Input for this task:
=======
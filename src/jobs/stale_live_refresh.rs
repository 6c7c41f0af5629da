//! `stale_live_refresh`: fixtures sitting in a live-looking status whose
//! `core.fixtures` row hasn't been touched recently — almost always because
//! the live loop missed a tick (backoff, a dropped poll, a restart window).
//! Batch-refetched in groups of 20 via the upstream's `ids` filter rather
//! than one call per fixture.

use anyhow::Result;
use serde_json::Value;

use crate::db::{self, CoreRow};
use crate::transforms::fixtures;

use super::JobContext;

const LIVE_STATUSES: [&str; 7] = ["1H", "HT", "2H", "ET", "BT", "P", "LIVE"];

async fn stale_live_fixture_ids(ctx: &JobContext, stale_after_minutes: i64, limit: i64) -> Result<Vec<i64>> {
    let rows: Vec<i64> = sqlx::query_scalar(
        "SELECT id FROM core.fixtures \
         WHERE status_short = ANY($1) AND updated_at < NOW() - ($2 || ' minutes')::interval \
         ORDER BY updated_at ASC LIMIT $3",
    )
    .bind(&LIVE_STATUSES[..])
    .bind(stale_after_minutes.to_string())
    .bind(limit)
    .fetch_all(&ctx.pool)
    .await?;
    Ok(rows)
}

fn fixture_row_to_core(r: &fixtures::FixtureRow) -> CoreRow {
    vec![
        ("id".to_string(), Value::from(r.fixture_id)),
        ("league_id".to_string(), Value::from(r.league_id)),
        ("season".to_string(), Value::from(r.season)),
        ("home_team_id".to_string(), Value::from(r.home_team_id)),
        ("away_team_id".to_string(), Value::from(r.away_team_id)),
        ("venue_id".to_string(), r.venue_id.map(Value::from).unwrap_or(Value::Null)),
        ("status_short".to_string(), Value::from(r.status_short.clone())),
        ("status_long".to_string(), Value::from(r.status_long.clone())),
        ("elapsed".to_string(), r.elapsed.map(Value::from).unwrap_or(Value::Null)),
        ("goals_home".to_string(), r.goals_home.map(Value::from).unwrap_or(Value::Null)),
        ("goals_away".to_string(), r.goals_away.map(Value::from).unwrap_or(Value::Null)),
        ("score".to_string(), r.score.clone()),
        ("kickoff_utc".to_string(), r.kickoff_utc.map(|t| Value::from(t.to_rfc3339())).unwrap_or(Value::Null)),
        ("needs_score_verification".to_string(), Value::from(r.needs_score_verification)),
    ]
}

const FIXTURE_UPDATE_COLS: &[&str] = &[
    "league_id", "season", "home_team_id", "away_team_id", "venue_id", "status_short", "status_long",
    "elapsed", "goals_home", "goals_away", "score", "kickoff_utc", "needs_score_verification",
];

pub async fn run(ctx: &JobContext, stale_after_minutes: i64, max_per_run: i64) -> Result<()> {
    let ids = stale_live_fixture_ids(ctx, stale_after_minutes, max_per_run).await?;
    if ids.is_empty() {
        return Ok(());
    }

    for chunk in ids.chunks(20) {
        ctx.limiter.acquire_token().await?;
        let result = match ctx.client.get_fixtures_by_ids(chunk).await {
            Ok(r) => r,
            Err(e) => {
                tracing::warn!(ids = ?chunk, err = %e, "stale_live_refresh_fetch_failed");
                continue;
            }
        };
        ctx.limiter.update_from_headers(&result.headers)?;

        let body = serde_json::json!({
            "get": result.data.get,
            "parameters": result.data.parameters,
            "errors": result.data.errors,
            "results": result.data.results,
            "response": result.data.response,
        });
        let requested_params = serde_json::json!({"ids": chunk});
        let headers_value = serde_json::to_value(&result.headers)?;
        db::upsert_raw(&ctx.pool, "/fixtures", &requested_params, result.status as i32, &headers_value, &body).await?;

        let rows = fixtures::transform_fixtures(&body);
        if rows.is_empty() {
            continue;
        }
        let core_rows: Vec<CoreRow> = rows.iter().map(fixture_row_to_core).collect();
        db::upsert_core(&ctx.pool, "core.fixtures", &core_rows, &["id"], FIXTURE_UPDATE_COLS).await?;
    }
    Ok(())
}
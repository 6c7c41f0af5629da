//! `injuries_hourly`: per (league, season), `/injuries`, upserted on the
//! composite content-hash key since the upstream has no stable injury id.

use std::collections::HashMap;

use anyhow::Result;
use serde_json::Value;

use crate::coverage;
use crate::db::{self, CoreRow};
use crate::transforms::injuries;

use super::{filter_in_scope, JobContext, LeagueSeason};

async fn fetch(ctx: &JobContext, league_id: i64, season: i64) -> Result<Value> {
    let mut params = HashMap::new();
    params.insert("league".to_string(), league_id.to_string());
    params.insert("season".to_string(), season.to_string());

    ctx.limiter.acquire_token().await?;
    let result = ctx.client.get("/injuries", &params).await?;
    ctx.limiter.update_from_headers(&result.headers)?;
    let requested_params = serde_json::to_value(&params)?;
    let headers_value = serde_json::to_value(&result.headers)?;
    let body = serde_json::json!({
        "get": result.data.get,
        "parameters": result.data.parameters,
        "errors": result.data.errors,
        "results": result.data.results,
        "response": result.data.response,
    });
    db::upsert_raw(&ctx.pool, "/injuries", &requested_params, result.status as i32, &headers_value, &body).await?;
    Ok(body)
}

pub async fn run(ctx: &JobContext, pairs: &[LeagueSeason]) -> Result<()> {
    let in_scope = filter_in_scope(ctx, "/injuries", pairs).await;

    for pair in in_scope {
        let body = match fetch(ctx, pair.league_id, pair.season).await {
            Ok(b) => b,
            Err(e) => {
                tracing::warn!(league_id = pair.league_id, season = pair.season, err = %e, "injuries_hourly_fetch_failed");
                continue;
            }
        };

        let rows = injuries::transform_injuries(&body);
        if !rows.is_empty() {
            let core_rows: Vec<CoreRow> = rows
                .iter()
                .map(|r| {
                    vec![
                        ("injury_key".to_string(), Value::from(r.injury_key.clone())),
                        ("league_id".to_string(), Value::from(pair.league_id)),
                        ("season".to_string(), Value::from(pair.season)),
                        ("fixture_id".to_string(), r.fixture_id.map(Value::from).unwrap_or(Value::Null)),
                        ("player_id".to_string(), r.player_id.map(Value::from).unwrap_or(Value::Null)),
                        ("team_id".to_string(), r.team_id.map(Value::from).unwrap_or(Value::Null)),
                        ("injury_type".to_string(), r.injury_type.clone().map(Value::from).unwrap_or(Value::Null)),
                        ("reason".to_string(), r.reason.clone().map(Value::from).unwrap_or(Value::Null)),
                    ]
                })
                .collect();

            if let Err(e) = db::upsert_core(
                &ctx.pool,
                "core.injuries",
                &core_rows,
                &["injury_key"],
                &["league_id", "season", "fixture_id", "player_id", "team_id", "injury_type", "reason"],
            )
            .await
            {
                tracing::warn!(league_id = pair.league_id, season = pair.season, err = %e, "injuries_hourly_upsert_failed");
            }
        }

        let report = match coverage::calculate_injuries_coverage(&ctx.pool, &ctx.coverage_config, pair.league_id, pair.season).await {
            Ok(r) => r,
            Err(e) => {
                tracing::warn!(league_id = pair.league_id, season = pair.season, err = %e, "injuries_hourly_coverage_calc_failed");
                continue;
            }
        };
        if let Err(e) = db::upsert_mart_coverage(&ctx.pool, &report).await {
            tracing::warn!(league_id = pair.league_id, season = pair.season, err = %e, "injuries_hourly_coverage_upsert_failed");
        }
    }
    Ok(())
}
=======
Exercise brief:
Only the lines containing "super" are needed; copy each of them from the data.

Answer to the exercise:
use super::JobContext;
use super::{filter_in_scope, JobContext, LeagueSeason};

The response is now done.